Garbage collection is one of the systemic events. That was the big one that most people started to realize. You run on something like parallel old in Java, or most of the various garbage collectors in C#, and you get these huge pauses. CMS was probably the better choice in finance for a long time, but it still had these full GCs that were nasty, and stop-the-world. People went with one of two approaches, either a huge memory space, and you just hoped and prayed that you didn't get in an event that was nasty before the end of the trading day. At the end of the trading day, you triggered a full GC and you cope with it. Or, you just write-no-allocate in your application. Those are the major approaches people took.

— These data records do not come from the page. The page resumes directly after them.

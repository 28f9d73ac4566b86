use std::{fs::File, io, sync::Arc};

use karaoke_core::{BatchArchive, BatchCompletion, EventSink, GroupSummary, PipelineEvent};
use karaoke_paths::{OutputLayout, batch_archive_name, group_archive_name};
use tokio::sync::mpsc;
use tokio_util::sync::CancellationToken;
use tracing::{debug, info, warn};
use zip::{CompressionMethod, DateTime, write::SimpleFileOptions};

use crate::{config::GroupingPolicy, error::PipelineError, packing::write_zip, reorder::ReorderBuffer};

/// Resultado del agrupador al terminar.
#[derive(Debug, Clone, Default, PartialEq, Eq)]
pub struct GroupReport {
    pub groups: Vec<GroupSummary>,
    /// Lotes que quedaron sueltos sin grupo (solo tras una cancelación).
    pub ungrouped_batches: Vec<usize>,
}

/// Junta los `{b}.zip` en `karaoke_{g}.zip` siguiendo el orden de lote, no el
/// de finalización. Es el único dueño de su acumulador.
pub struct ArchiveGrouper {
    layout: OutputLayout,
    limit: u64,
    policy: GroupingPolicy,
    keep_batch_archives: bool,
    buffer: ReorderBuffer<Arc<BatchCompletion>>,
    current: Vec<(usize, BatchArchive)>,
    current_size: u64,
    sealed: Vec<GroupSummary>,
}

impl ArchiveGrouper {
    pub fn new(layout: OutputLayout, limit: u64, policy: GroupingPolicy) -> Self {
        Self {
            layout,
            limit: limit.max(1),
            policy,
            keep_batch_archives: false,
            buffer: ReorderBuffer::new(),
            current: Vec::new(),
            current_size: 0,
            sealed: Vec::new(),
        }
    }

    pub fn keep_batch_archives(mut self, keep: bool) -> Self {
        self.keep_batch_archives = keep;
        self
    }

    /// Recibe un resultado en cualquier orden. Devuelve los grupos que se cerraron.
    pub fn accept(&mut self, completion: Arc<BatchCompletion>) -> Result<Vec<GroupSummary>, PipelineError> {
        let index = completion.batch_index;
        if !self.buffer.insert(index, completion) {
            warn!(batch = index, "duplicate batch completion ignored");
            return Ok(Vec::new());
        }

        let mut sealed = Vec::new();
        while let Some(ready) = self.buffer.pop_ready() {
            // lotes fallidos o vacíos solo avanzan el cursor
            if let Some(archive) = ready.archive() {
                sealed.extend(self.add(ready.batch_index, archive.clone())?);
            }
        }
        Ok(sealed)
    }

    fn add(&mut self, batch: usize, archive: BatchArchive) -> Result<Option<GroupSummary>, PipelineError> {
        let size = archive.size_bytes;
        match self.policy {
            GroupingPolicy::SealBeforeAdd => {
                let sealed = if !self.current.is_empty() && self.current_size + size > self.limit {
                    Some(self.seal()?)
                } else {
                    None
                };
                self.push(batch, archive);
                Ok(sealed)
            }
            GroupingPolicy::SealAfterAdd => {
                self.push(batch, archive);
                if self.current_size >= self.limit {
                    Ok(Some(self.seal()?))
                } else {
                    Ok(None)
                }
            }
        }
    }

    fn push(&mut self, batch: usize, archive: BatchArchive) {
        self.current_size += archive.size_bytes;
        self.current.push((batch, archive));
    }

    fn seal(&mut self) -> Result<GroupSummary, PipelineError> {
        let group = self.sealed.len();
        let dest = self.layout.group_archive(group);
        let members = std::mem::take(&mut self.current);
        let size_bytes = std::mem::take(&mut self.current_size);

        write_zip::<PipelineError, _>(&dest, |zip| {
            for (batch, archive) in &members {
                let options = SimpleFileOptions::default()
                    .compression_method(CompressionMethod::Deflated)
                    .last_modified_time(DateTime::default())
                    .large_file(archive.size_bytes >= u32::MAX as u64);
                zip.start_file(batch_archive_name(*batch), options)?;
                io::copy(&mut File::open(&archive.path)?, zip)?;
            }
            Ok(true)
        })?;

        if !self.keep_batch_archives {
            for (_, archive) in &members {
                if let Err(e) = std::fs::remove_file(&archive.path) {
                    warn!(path = %archive.path.display(), error = %e, "could not remove grouped batch archive");
                }
            }
        }

        let summary = GroupSummary {
            group,
            file: group_archive_name(group),
            batches: members.iter().map(|(b, _)| *b).collect(),
            size_bytes,
        };
        info!(group, batches = summary.batches.len(), size_bytes, "group sealed");
        self.sealed.push(summary.clone());
        Ok(summary)
    }

    /// Fin del flujo: cierra el último grupo si tiene algo.
    pub fn finish(mut self) -> Result<(GroupReport, Option<GroupSummary>), PipelineError> {
        if !self.buffer.is_empty() {
            warn!(
                waiting_for = self.buffer.next_expected(),
                held = self.buffer.pending(),
                "stream ended with batches still waiting for an earlier one"
            );
        }
        let last = if self.current.is_empty() {
            None
        } else {
            Some(self.seal()?)
        };
        Ok((
            GroupReport {
                groups: self.sealed,
                ungrouped_batches: Vec::new(),
            },
            last,
        ))
    }

    /// Cancelación: no se cierra el grupo en curso; sus lotes quedan en disco.
    pub fn abandon(self) -> GroupReport {
        GroupReport {
            groups: self.sealed,
            ungrouped_batches: self.current.into_iter().map(|(b, _)| b).collect(),
        }
    }

    /// Bucle del consumidor; pensado para correr en `spawn_blocking`.
    pub fn run_blocking(
        mut self,
        mut completions: mpsc::UnboundedReceiver<Arc<BatchCompletion>>,
        cancel: CancellationToken,
        sink: Arc<dyn EventSink>,
    ) -> Result<GroupReport, PipelineError> {
        let announce = |g: &GroupSummary| {
            sink.emit(PipelineEvent::GroupSealed {
                group_index: g.group,
                batches: g.batches.clone(),
                size_bytes: g.size_bytes,
            })
        };

        while let Some(completion) = completions.blocking_recv() {
            if cancel.is_cancelled() {
                break;
            }
            debug!(batch = completion.batch_index, "grouper received batch");
            for g in self.accept(completion)? {
                announce(&g);
            }
        }

        if cancel.is_cancelled() {
            let report = self.abandon();
            info!(
                sealed = report.groups.len(),
                ungrouped = report.ungrouped_batches.len(),
                "grouping cancelled, last group left unsealed"
            );
            return Ok(report);
        }

        let (report, last) = self.finish()?;
        if let Some(g) = &last {
            announce(g);
        }
        Ok(report)
    }
}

Then things start to change. People discovered C4, the Azul's Zing, concurrently compacting collector, which was just revolutionary, where we could run at high allocation rates, and not get really nasty GC pauses. Part of the history of that is that was originally designed for the Vega CPU where you're looking at up to 1000 CPU cores. Things like Amdahl's law was in your face all of the time. Stop-the-world events really got to hurt you. They're designed to cope with this and have a very responsive system. That's changed things a lot. The nice thing is it's inspired other things going forward. We've got GC Shenandoah. G1, just ignore in this space because it still is not really a proper concurrent collector. That's since C4 leads the way. ZGC is very much inspired by it but running way behind. It's not generational. It's got various other issues. Shenandoah is looking nice, especially on smaller heaps. We're getting progress in this area. It's changing how we think about this. We don't have to do zero allocation, like we did in the past. [emphasis added]


I knew that I'd see improvements with newer GCs, but the improvements here are such that I'm still taking stock.

Clearly it's entirely possible to log an application at TRACE using the newer JVMs without impacting your CPU or GC. There's a lot you can do with that.

Note that you are still dependent on the IO bandwidth of your disk drive. This load test didn't stress the NVMe SSD drive in the laptop, but cloud instances typically have around 250MB/sec of IO. However, it's entirely possible to set up a tmpfs volume with 1 GB, and write all debugging and trace information to memory – a c5 large instance has 8 GB going free, and Shenandoah means you can run a Play application in 512 MB and still have headroom.